> _Required work_
Which lines below hold the word "framework"? Report each one.
───── Record extracts ─────
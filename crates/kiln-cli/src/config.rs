//! Application configuration.
//!
//! [`AppConfig`] is loaded once at startup and passed down by value.  The
//! CLI layer owns config; the core crate only ever sees a [`PipelineConfig`].
//!
//! # Resolution order (highest priority first)
//!
//! 1. CLI flags (handled at the call-site, not here)
//! 2. `KILN_*` environment variables, e.g. `KILN_PIPELINE__MAX_RETRIES=5`
//! 3. Config file (`--config`, else the platform config dir)
//! 4. Built-in defaults (always present)

use std::path::{Path, PathBuf};
use std::time::Duration;

use anyhow::Context;
use config::{Config, Environment, File};
use kiln_core::application::PipelineConfig;
use serde::{Deserialize, Serialize};

/// Application configuration.
#[derive(Debug, Clone, Default, PartialEq, Eq, Serialize, Deserialize)]
#[serde(default)]
pub struct AppConfig {
    /// Default target for new projects.
    pub defaults: Defaults,
    pub pipeline: PipelineSettings,
    pub cache: CacheSettings,
    pub modules: ModuleSettings,
    pub output: OutputConfig,
}

#[derive(Debug, Clone, PartialEq, Eq, Serialize, Deserialize)]
#[serde(default)]
pub struct Defaults {
    pub framework: String,
    pub archetype: String,
}

/// Request defaults and pipeline tuning.
#[derive(Debug, Clone, PartialEq, Eq, Serialize, Deserialize)]
#[serde(default)]
pub struct PipelineSettings {
    pub cache: bool,
    pub parallel: bool,
    pub max_retries: u32,
    pub timeout_secs: u64,
    pub strictness: String,
    /// `0` means one worker per available core.
    pub max_workers: usize,
    /// `0` means cache entries never expire.
    pub cache_ttl_secs: u64,
}

#[derive(Debug, Clone, Copy, Default, PartialEq, Eq, Serialize, Deserialize)]
#[serde(rename_all = "lowercase")]
pub enum CacheBackend {
    /// In-process only; nothing survives the command.
    Memory,
    /// One JSON document per fingerprint under `cache.dir`.
    #[default]
    Fs,
}

#[derive(Debug, Clone, Default, PartialEq, Eq, Serialize, Deserialize)]
#[serde(default)]
pub struct CacheSettings {
    pub backend: CacheBackend,
    /// Cache directory; the platform cache dir when unset.
    pub dir: Option<PathBuf>,
}

#[derive(Debug, Clone, Default, PartialEq, Eq, Serialize, Deserialize)]
#[serde(default)]
pub struct ModuleSettings {
    /// Extra directories of `module.toml` modules.
    pub dirs: Vec<PathBuf>,
}

#[derive(Debug, Clone, PartialEq, Eq, Serialize, Deserialize)]
#[serde(default)]
pub struct OutputConfig {
    pub no_color: bool,
    pub format: String,
}

impl Default for Defaults {
    fn default() -> Self {
        Self {
            framework: "web-app".into(),
            archetype: "foundation".into(),
        }
    }
}

impl Default for PipelineSettings {
    fn default() -> Self {
        Self {
            cache: true,
            parallel: true,
            max_retries: 3,
            timeout_secs: 30,
            strictness: "strict".into(),
            max_workers: 0,
            cache_ttl_secs: 0,
        }
    }
}

impl Default for OutputConfig {
    fn default() -> Self {
        Self {
            no_color: false,
            format: "auto".into(),
        }
    }
}

impl AppConfig {
    /// Load configuration: defaults, then the config file, then `KILN_*`
    /// environment variables.
    ///
    /// An explicit `config_file` must exist; the default location is optional.
    pub fn load(config_file: Option<&PathBuf>) -> anyhow::Result<Self> {
        let (path, required) = match config_file {
            Some(path) => (path.clone(), true),
            None => (Self::config_path(), false),
        };
        if required && !path.exists() {
            anyhow::bail!("config file not found: {}", path.display());
        }

        Self::builder(&path, required)?
            .add_source(
                Environment::with_prefix("KILN")
                    .prefix_separator("_")
                    .separator("__")
                    .try_parsing(true)
                    .list_separator(",")
                    .with_list_parse_key("modules.dirs"),
            )
            .build()
            .context("failed to read configuration")?
            .try_deserialize()
            .with_context(|| format!("invalid configuration in {}", path.display()))
    }

    /// Load from exactly one file on top of the defaults, ignoring the
    /// environment.
    pub fn from_file(path: &Path) -> anyhow::Result<Self> {
        Self::builder(path, true)?
            .build()
            .context("failed to read configuration")?
            .try_deserialize()
            .with_context(|| format!("invalid configuration in {}", path.display()))
    }

    fn builder(
        path: &Path,
        required: bool,
    ) -> anyhow::Result<config::ConfigBuilder<config::builder::DefaultState>> {
        let defaults =
            Config::try_from(&Self::default()).context("failed to serialise default config")?;
        Ok(Config::builder()
            .add_source(defaults)
            .add_source(File::from(path).required(required)))
    }

    /// Path to the default configuration file.
    ///
    /// Uses `directories::ProjectDirs` for cross-platform correctness,
    /// falling back to `.kiln.toml` in the current directory.
    pub fn config_path() -> PathBuf {
        directories::ProjectDirs::from("dev", "kiln", "kiln")
            .map(|d| d.config_dir().join("config.toml"))
            .unwrap_or_else(|| PathBuf::from(".kiln.toml"))
    }

    /// Directory the filesystem cache lives in.
    pub fn cache_dir(&self) -> PathBuf {
        self.cache.dir.clone().unwrap_or_else(|| {
            directories::ProjectDirs::from("dev", "kiln", "kiln")
                .map(|d| d.cache_dir().join("generations"))
                .unwrap_or_else(|| PathBuf::from(".kiln-cache"))
        })
    }

    /// The subset of settings the core pipeline consumes.
    pub fn pipeline_config(&self) -> PipelineConfig {
        let mut config = PipelineConfig::default();
        if self.pipeline.max_workers > 0 {
            config.max_workers = self.pipeline.max_workers;
        }
        if self.pipeline.cache_ttl_secs > 0 {
            config.cache_ttl = Some(Duration::from_secs(self.pipeline.cache_ttl_secs));
        }
        config
    }
}

#[cfg(test)]
mod tests {
    use std::fs;

    use tempfile::TempDir;

    use super::*;

    #[test]
    fn defaults_match_request_defaults() {
        let cfg = AppConfig::default();
        assert!(cfg.pipeline.cache);
        assert!(cfg.pipeline.parallel);
        assert_eq!(cfg.pipeline.max_retries, 3);
        assert_eq!(cfg.pipeline.timeout_secs, 30);
        assert_eq!(cfg.pipeline.strictness, "strict");
        assert_eq!(cfg.cache.backend, CacheBackend::Fs);
    }

    #[test]
    fn file_overrides_only_what_it_names() {
        let dir = TempDir::new().unwrap();
        let path = dir.path().join("kiln.toml");
        fs::write(
            &path,
            "[pipeline]\nmax_retries = 7\nstrictness = \"auto\"\n\n[cache]\nbackend = \"memory\"\n",
        )
        .unwrap();

        let cfg = AppConfig::from_file(&path).unwrap();
        assert_eq!(cfg.pipeline.max_retries, 7);
        assert_eq!(cfg.pipeline.strictness, "auto");
        assert_eq!(cfg.cache.backend, CacheBackend::Memory);
        assert_eq!(cfg.pipeline.timeout_secs, 30);
        assert_eq!(cfg.output, OutputConfig::default());
    }

    #[test]
    fn explicit_missing_file_is_an_error() {
        let dir = TempDir::new().unwrap();
        let missing = dir.path().join("nope.toml");
        assert!(AppConfig::load(Some(&missing)).is_err());
    }

    #[test]
    fn malformed_file_is_an_error() {
        let dir = TempDir::new().unwrap();
        let path = dir.path().join("kiln.toml");
        fs::write(&path, "[pipeline]\nmax_retries = \"many\"\n").unwrap();
        assert!(AppConfig::from_file(&path).is_err());
    }

    #[test]
    fn pipeline_config_maps_zero_to_core_defaults() {
        let mut cfg = AppConfig::default();
        assert_eq!(cfg.pipeline_config().cache_ttl, None);

        cfg.pipeline.max_workers = 2;
        cfg.pipeline.cache_ttl_secs = 60;
        let pipeline = cfg.pipeline_config();
        assert_eq!(pipeline.max_workers, 2);
        assert_eq!(pipeline.cache_ttl, Some(Duration::from_secs(60)));
    }

    #[test]
    fn explicit_cache_dir_wins() {
        let mut cfg = AppConfig::default();
        cfg.cache.dir = Some(PathBuf::from("/tmp/kiln-cache"));
        assert_eq!(cfg.cache_dir(), PathBuf::from("/tmp/kiln-cache"));
    }

    #[test]
    fn config_path_is_not_empty() {
        assert!(!AppConfig::config_path().as_os_str().is_empty());
    }
}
─────
> _Task solution_
    pub framework: String,
            framework: "web-app".into(),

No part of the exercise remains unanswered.